On June 9, 2020, the California Department of Public Health released its revised “Crisis Care Guidelines” for COVID-19. These guidelines apply if and when there are so many critically ill COVID patients who need intensive care that there may not be enough staff and equipment to treat everyone. The recommended protocols include rules for deciding who gets prioritized for care when medical resources are scarce.
California’s prior draft guidelines published April 19, 2020 adopted a point system that directed scarce resources to younger people, those thought to have longer life expectancies, and individuals without certain pre-existing medical conditions. More than 60 community and advocacy organizations representing millions of Californians opposed the earlier policy because it discriminated against people of color, disabled people, higher weight people, and older adults.
California’s revised policy responds to many of the concerns raised by advocates, and is far more aligned with a California for All.
Nondiscrimination and reasonable modifications.
California’s new guidelines emphasize equality and nondiscrimination across many populations:
Healthcare decisions, including allocation of scarce resources, cannot be based on age, race, disability (including weight-related disabilities and chronic medical conditions), gender, sexual orientation, gender identity, ethnicity (including national origin and language spoken), ability to pay, weight/size, socioeconomic status, insurance status, perceived self-worth, perceived quality of life, immigration status, incarceration status, homelessness, or past or future use of resources.
California SARS-CoV-2 Pandemic Crisis Care Guidelines at 5 (“Key Points About Crisis Care”); see also 10, 16, 21, 23, 24, 25, 26, 27 (reiterating commitment to nondiscrimination based on populations listed in “Key Points”).
The guidelines direct health care providers to make reasonable modifications for older and disabled patients. Id. at 12, 16, 17. As detailed in the document, these include:
- Modifications to COVID-19 visitor limitations to permit a disabled or older patient to bring a family member, personal care attendant, communicator, or other helper to the hospital with them. Id. at 12.

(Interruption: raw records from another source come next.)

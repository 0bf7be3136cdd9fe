use std::io::Write;
use std::path::{Path, PathBuf};

use aula_cli::config::{self, AulaConfig};
use aula_cli::output::write_plan;
use aula_cli::settings::{Overrides, Settings};
use aula_core::models::catalog::Modality;
use aula_core::models::plan::LessonPlan;
use aula_core::models::request::DetailLevel;
use aula_core::plan::parse_plan;
use aula_export::artifact::ExportFormat;
use aula_export::share::{share_text, whatsapp_link};
use aula_gemini::client::GeminiClient;
use aula_gemini::reference::ReferenceLoader;
use aula_gemini::transaction::generate_lesson_plan;
use eyre::{Result, eyre};
use tracing::{error, info, warn};

pub struct GenerateArgs {
    pub modality: String,
    pub component: Option<String>,
    pub grade: Option<String>,
    pub topic: String,
    pub duration: Option<u32>,
    pub lessons: Option<u32>,
    pub detail: Option<DetailLevel>,
    pub format: ExportFormat,
    pub out: Option<PathBuf>,
    pub stream: bool,
    pub overrides: Overrides,
}

pub async fn generate(config: &AulaConfig, args: GenerateArgs) -> Result<()> {
    let modality = Modality::from_id(&args.modality)?;

    let mut request = modality.default_request();
    request.topic = args.topic;
    if let Some(component) = args.component {
        request.curricular_component = component;
    }
    if let Some(grade) = args.grade {
        request.grade = grade;
    }
    if let Some(duration) = args.duration {
        request.lesson_duration_min = duration;
    }
    if let Some(lessons) = args.lessons {
        request.lesson_count = lessons;
    }
    if let Some(detail) = args.detail {
        request.detail_level = detail;
    }

    if !modality.accepts(&request) {
        warn!(
            modality = modality.id(),
            component = %request.curricular_component,
            grade = %request.grade,
            "request uses options outside the catalog for this modality"
        );
    }

    let settings = Settings::from_process_env(config, &args.overrides);
    let http = reqwest::Client::new();
    let loader = settings
        .reference_base_url
        .as_ref()
        .map(|url| ReferenceLoader::new(http.clone(), url.clone()));
    if loader.is_none() {
        info!("reference data disabled, prompting without BNCC/SAEB excerpts");
    }
    let client = GeminiClient::with_http(http, settings.gemini);

    let stream = args.stream;
    let result = generate_lesson_plan(&client, loader.as_ref(), &request, |fragment| {
        if stream {
            let mut err = std::io::stderr().lock();
            let _ = err.write_all(fragment.as_bytes());
            let _ = err.flush();
        }
    })
    .await;
    if stream {
        eprintln!();
    }

    let result = match result {
        Ok(result) => result,
        Err(e) => {
            error!(error = %e, "lesson plan generation failed");
            return Err(eyre!(e.user_message()));
        }
    };

    info!(
        transaction_id = %result.id,
        model = %result.model_id,
        fragments = result.fragment_count,
        "plan ready"
    );

    emit(&result.plan, args.format, args.out.as_deref())
}

pub fn render(input: &Path, format: ExportFormat, out: Option<&Path>) -> Result<()> {
    let plan = read_plan(input)?;
    emit(&plan, format, out)
}

pub fn share(input: &Path) -> Result<()> {
    let plan = read_plan(input)?;
    println!("{}", share_text(&plan));
    println!();
    println!("{}", whatsapp_link(&plan));
    Ok(())
}

pub fn catalog(modality: Option<&str>) -> Result<()> {
    let modalities = match modality {
        Some(id) => vec![Modality::from_id(id)?],
        None => Modality::ALL.to_vec(),
    };

    for modality in modalities {
        println!("{} ({})", modality.display_name(), modality.id());
        println!("  Componentes: {}", modality.curricular_components().join(", "));
        println!("  Anos/Séries: {}", modality.grades().join(", "));
        println!("  Duração:");
        for option in modality.durations() {
            println!("    {:>4}  {}", option.value, option.label);
        }
        println!("  Quantidade:");
        for option in modality.lesson_counts() {
            println!("    {:>4}  {}", option.value, option.label);
        }
        println!();
    }
    Ok(())
}

pub fn config_show(path: &Path, config: &AulaConfig) -> Result<()> {
    let settings = Settings::from_process_env(config, &Overrides::default());
    let info = config::config_info(path, config, settings.gemini.api_key.as_deref());
    println!("{}", serde_json::to_string_pretty(&info)?);
    Ok(())
}

pub fn config_init(dir: &Path, force: bool) -> Result<()> {
    let path = config::config_file(dir);
    if path.exists() && !force {
        return Err(eyre!(
            "config already exists at {} (use --force to overwrite)",
            path.display()
        ));
    }
    let written = config::save_config(dir, &AulaConfig::default())?;
    println!("{}", written.display());
    Ok(())
}

fn read_plan(input: &Path) -> Result<LessonPlan> {
    let text = std::fs::read_to_string(input)
        .map_err(|e| eyre!("failed to read {}: {e}", input.display()))?;
    Ok(parse_plan(&text)?)
}

fn emit(plan: &LessonPlan, format: ExportFormat, out: Option<&Path>) -> Result<()> {
    let mut stdout = std::io::stdout().lock();
    if let Some(path) = write_plan(plan, format, out, &mut stdout)? {
        writeln!(stdout, "{}", path.display())?;
    }
    Ok(())
}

- Effective communication for people with disabilities including people who are deaf, people with non-verbal language, people with I/DD, and people with Alzheimer’s or another form of dementia. Id.

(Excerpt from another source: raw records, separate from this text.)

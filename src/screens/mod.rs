//! # Screen Controllers
//!
//! Each screen is modeled as an explicit state struct plus a reducer-style
//! transition function `(State, Event) -> State`, owned by a controller that
//! spawns the screen's network call and applies its completion.
//!
//! ## Modules
//!
//! - [`list`] - Search query, results, and loading/error state
//! - [`details`] - Single-recipe detail state keyed by recipe id
//!
//! ## Concurrency discipline
//!
//! A controller allows a new trigger while a call is in flight, but only the
//! most recent trigger's completion may write state. Every trigger bumps an
//! epoch counter and cancels the previous task; completion events are tagged
//! with their epoch and discarded when stale. Dropping a controller cancels
//! its in-flight call, so a torn-down screen never applies a late result.

pub mod details;
pub mod list;

pub use details::{DetailsScreen, DetailsState};
pub use list::{ListScreen, ListState};
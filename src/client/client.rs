use crate::client::{
    auth::ApiCredentials,
    types::*,
};
use anyhow::Result;
use reqwest::Client;

pub struct RecipeClient {
    base_url: String,
    client: Client,
    credentials: ApiCredentials,
}

impl RecipeClient {
    pub fn new(base_url: String, credentials: ApiCredentials) -> Self {
        Self {
            client: Client::new(),
            base_url,
            credentials,
        }
    }

    // Recipe operations
    pub async fn search_recipes(&self, query: &str) -> Result<Vec<SearchResult>> {
        let url = format!(
            "{}/recipes/complexSearch?query={}&apiKey={}",
            self.base_url,
            urlencoding::encode(query),
            self.credentials.key()
        );

        tracing::debug!("Searching recipes for query: {:?}", query);

        let response = self
            .client
            .get(&url)
            .send()
            .await
            .map_err(|e| {
                tracing::error!("Network error searching recipes: {}", e);
                anyhow::anyhow!("Failed to connect to recipe API: {}", e)
            })?;

        let status = response.status();
        tracing::debug!("Search response status: {}", status);

        if !status.is_success() {
            let error_body = response
                .text()
                .await
                .unwrap_or_else(|_| "Unable to read error response".to_string());
            tracing::error!("Recipe search failed with status {}: {}", status, error_body);

            match status.as_u16() {
                401 => anyhow::bail!("API key rejected. Check your recipe API credentials."),
                402 => anyhow::bail!("Daily API quota exhausted. Try again tomorrow or upgrade the plan."),
                404 => anyhow::bail!("Search endpoint not found. Check the API base URL."),
                500..=599 => anyhow::bail!("Recipe API server error ({}): {}", status, error_body),
                _ => anyhow::bail!("Failed to search recipes with status {}: {}", status, error_body),
            }
        }

        let search: SearchResponse = response.json().await.map_err(|e| {
            tracing::error!("Failed to parse search response: {}", e);
            anyhow::anyhow!("Invalid response format from recipe API: {}", e)
        })?;

        tracing::debug!("Search returned {} results", search.results.len());
        Ok(search.results)
    }

    pub async fn get_recipe_information(&self, id: i32) -> Result<RecipeInformation> {
        let url = format!(
            "{}/recipes/{}/information?apiKey={}",
            self.base_url,
            id,
            self.credentials.key()
        );

        let response = self.client.get(&url).send().await?;

        if !response.status().is_success() {
            anyhow::bail!("Failed to get recipe information: {}", response.status());
        }

        let information = response.json().await?;
        Ok(information)
    }
}
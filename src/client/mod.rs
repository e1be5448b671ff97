//! # Recipe API HTTP Client
//!
//! This module provides the HTTP client for the remote recipe-search API,
//! covering the two operations the application needs: full-text recipe
//! search and single-recipe information lookup.
//!
//! ## Modules
//!
//! - [`auth`] - API-key credential handling
//! - [`client`] - HTTP client implementation for the two endpoints
//! - [`types`] - Raw wire shapes for API responses
//!
//! ## Quick Start
//!
//! ```no_run
//! use recipe_book::client::{ApiCredentials, RecipeClient};
//!
//! # async fn example() -> anyhow::Result<()> {
//! let credentials = ApiCredentials::from_env()?;
//! let client = RecipeClient::new("https://api.spoonacular.com".to_string(), credentials);
//!
//! // Search for recipes
//! let results = client.search_recipes("pasta").await?;
//! println!("Found {} recipes", results.len());
//! # Ok(())
//! # }
//! ```

pub mod auth;
#[allow(clippy::module_inception)]
pub mod client;
pub mod types;

pub use auth::ApiCredentials;
pub use client::RecipeClient;
pub use types::*;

- Modifications to ensure equal treatment in triage and allocation decisions. These may include adjustments to triage scoring, and longer ventilator trials, to account for pre-existing disabilities. Id. at 16, 26, 28.

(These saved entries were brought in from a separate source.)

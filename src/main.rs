use std::env;
use std::sync::Arc;

use recipe_book::app::{RecipeApp, Route};
use recipe_book::client::{ApiCredentials, RecipeClient};
use recipe_book::model::INGREDIENT_SEPARATOR;
use recipe_book::screens::{DetailsState, ListState};
use tokio::io::{AsyncBufReadExt, BufReader};
use tracing_subscriber::{layer::SubscriberExt, util::SubscriberInitExt};

#[tokio::main]
async fn main() -> anyhow::Result<()> {
    // Initialize tracing
    tracing_subscriber::registry()
        .with(
            tracing_subscriber::EnvFilter::try_from_default_env()
                .unwrap_or_else(|_| "info".to_string().into()),
        )
        .with(tracing_subscriber::fmt::layer())
        .init();

    // Get configuration from environment variables
    let base_url = env::var("SPOONACULAR_BASE_URL")
        .unwrap_or_else(|_| "https://api.spoonacular.com".to_string());

    let credentials = match ApiCredentials::from_env() {
        Ok(credentials) => credentials,
        Err(e) => {
            tracing::error!("Configuration error: {}", e);
            std::process::exit(1);
        }
    };

    tracing::info!("Recipe API at {}", base_url);
    tracing::info!("Using API key {}", credentials.key_preview());

    let client = Arc::new(RecipeClient::new(base_url, credentials));
    let mut app = RecipeApp::new(client);

    println!("Recipe Book");
    println!("Type a query to search, a result number to open it, 'back' to return, 'quit' to exit.");

    let mut lines = BufReader::new(tokio::io::stdin()).lines();
    while let Some(line) = lines.next_line().await? {
        let input = line.trim();
        if input.is_empty() {
            continue;
        }
        if input == "quit" {
            break;
        }

        match app.route() {
            Route::List => {
                if input == "back" {
                    println!("Already on the recipe list.");
                } else if let Ok(number) = input.parse::<usize>() {
                    if number >= 1 && app.select(number - 1) {
                        if let Some(details) = app.details_mut() {
                            details.tick().await;
                            render_details(details.state());
                        }
                    } else {
                        println!("No result #{}.", number);
                    }
                } else {
                    app.list_mut().set_query(input);
                    app.list_mut().trigger_search();
                    app.list_mut().tick().await;
                    render_list(app.list().state());
                }
            }
            Route::Details { .. } => {
                if input == "back" {
                    app.go_back();
                    render_list(app.list().state());
                } else {
                    println!("Type 'back' to return to the recipe list.");
                }
            }
        }
    }

    Ok(())
}

fn render_list(state: &ListState) {
    if let Some(error) = &state.error {
        println!("{}", error);
        return;
    }
    if state.results.is_empty() {
        println!("No recipes found for {:?}.", state.query);
        return;
    }
    for (index, recipe) in state.results.iter().enumerate() {
        println!("{:>3}. {}", index + 1, recipe.title);
    }
}

fn render_details(state: &DetailsState) {
    if let Some(error) = &state.error {
        println!("{}", error);
        return;
    }
    let Some(recipe) = &state.recipe else {
        return;
    };
    println!("== {} ==", recipe.title);
    if !recipe.image.is_empty() {
        println!("Image: {}", recipe.image);
    }
    println!();
    println!("Description:");
    println!("{}", recipe.description);
    println!();
    println!("Ingredients:");
    for ingredient in recipe.ingredients.split(INGREDIENT_SEPARATOR) {
        println!("- {}", ingredient);
    }
    println!();
    println!("Steps:");
    println!("{}", recipe.steps);
}
//! # Recipe Book
//!
//! A thin client for a Spoonacular-style recipe-search API. It consists of
//! three layers:
//!
//! ## Client Module
//!
//! The [`client`] module issues the two remote operations (search and
//! get-information) and returns the raw API shapes, with the API key handled
//! as an injected credential.
//!
//! ## Model Module
//!
//! The [`model`] module defines the domain [`Recipe`] and the mapping from
//! raw API responses into it. Every field of a mapped `Recipe` is guaranteed
//! populated; missing remote data is replaced by fixed placeholder text.
//!
//! ## Screens and Navigation
//!
//! The [`screens`] module models the list and details screens as explicit
//! state machines driven by events, and [`app`] wires them together under
//! two routes (`list` and `details/{id}`).
//!
//! ## Quick Start
//!
//! ```no_run
//! use std::sync::Arc;
//! use recipe_book::{ApiCredentials, RecipeApp, RecipeClient};
//!
//! # async fn example() -> anyhow::Result<()> {
//! let credentials = ApiCredentials::new("my-api-key".to_string());
//! let client = Arc::new(RecipeClient::new(
//!     "https://api.spoonacular.com".to_string(),
//!     credentials,
//! ));
//!
//! let mut app = RecipeApp::new(client);
//! app.list_mut().set_query("pasta");
//! app.list_mut().trigger_search();
//! app.list_mut().tick().await;
//! # Ok(())
//! # }
//! ```

pub mod app;
pub mod client;
pub mod model;
pub mod screens;

pub use app::{RecipeApp, Route};
pub use client::{ApiCredentials, RecipeClient};
pub use model::Recipe;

The guidelines direct hospitals to ensure that they have an appointed Disability Accommodations Specialist or ombudsperson with the responsibility and authority to ensure that needed accommodations are provided. Id. The document also notes that health care providers have an obligation under law to provide interpreter services to people with limited English proficiency. Id. at 17.
The document reminds health care providers that “[d]uring triage situations, facilities and providers are still subject to federal and state anti-discrimination laws.” Id. at 14.
Steps to avoid rationing.
The document describes the steps that health care providers should take to avoid rationing, including obtaining more supplies and equipment, coordinating with regional partners (including across competing hospital systems), and expanding capacity by exploring alternatives such as non-invasive ventilation and splitting ventilators. Id. at 7-8, 11.
Given the understandable fears of at-risk and vulnerable communities in California, it is valuable to reiterate that, to date, there are no published accounts in the U.S. of health care providers denying ventilators to COVID-19 patients due to rationing. At the height of the March and April 2020 COVID surge in New York, clinicians avoided ventilator rationing and treated all patients by, in some cases, splitting ventilators and adapting BiPap machines.
No reallocation of personal ventilators.
The guidelines make clear that personal ventilators used on a regular basis by disabled patients cannot be reallocated to other patients who are perceived to have a better chance to survive. Id. at 20.
Nondiscriminatory triage.
In its primary triage framework, the new California guidelines commit to a single principle of saving the most lives, the principle endorsed by community advocates. Id. at 20. The revised guidelines continue to recommend clinicians use the patient’s SOFA (Sequential Organ Failure Assessment) score, a six-variable tool for medically assessing how likely a patient is to survive in the immediate short term, to assign patients to one of four priority groups for triage. However, clinicians are also directed to adjust the scores in specific ways to ensure that disabled people are assigned to the correct triage group, and are not unfairly disadvantaged on the basis of their disability.
Triage tiebreakers.
In cases where there are insufficient scarce resources for every person in the same priority group for triage, the guidelines permit clinicians to assess whether any patient has a severe life-limiting condition likely to cause death in the near term, such as a person with metastatic cancer who is expected to die within six months even with treatment. Scarce resources are then allocated to the person without such a life-limiting condition. Id. at 27-28. The short list of severe life-limiting conditions is intended to curtail assumptions about the range of health conditions that could be used as a “tie-breaking” factor, and community advocates and organizations have worked to make the list as narrow as possible, including specifying a short time frame of six months’ life expectancy.
If after consideration of severe life-limiting conditions a tie breaker is still needed, the guidelines advise using a lottery as a nondiscriminatory means for allocating scarce resources.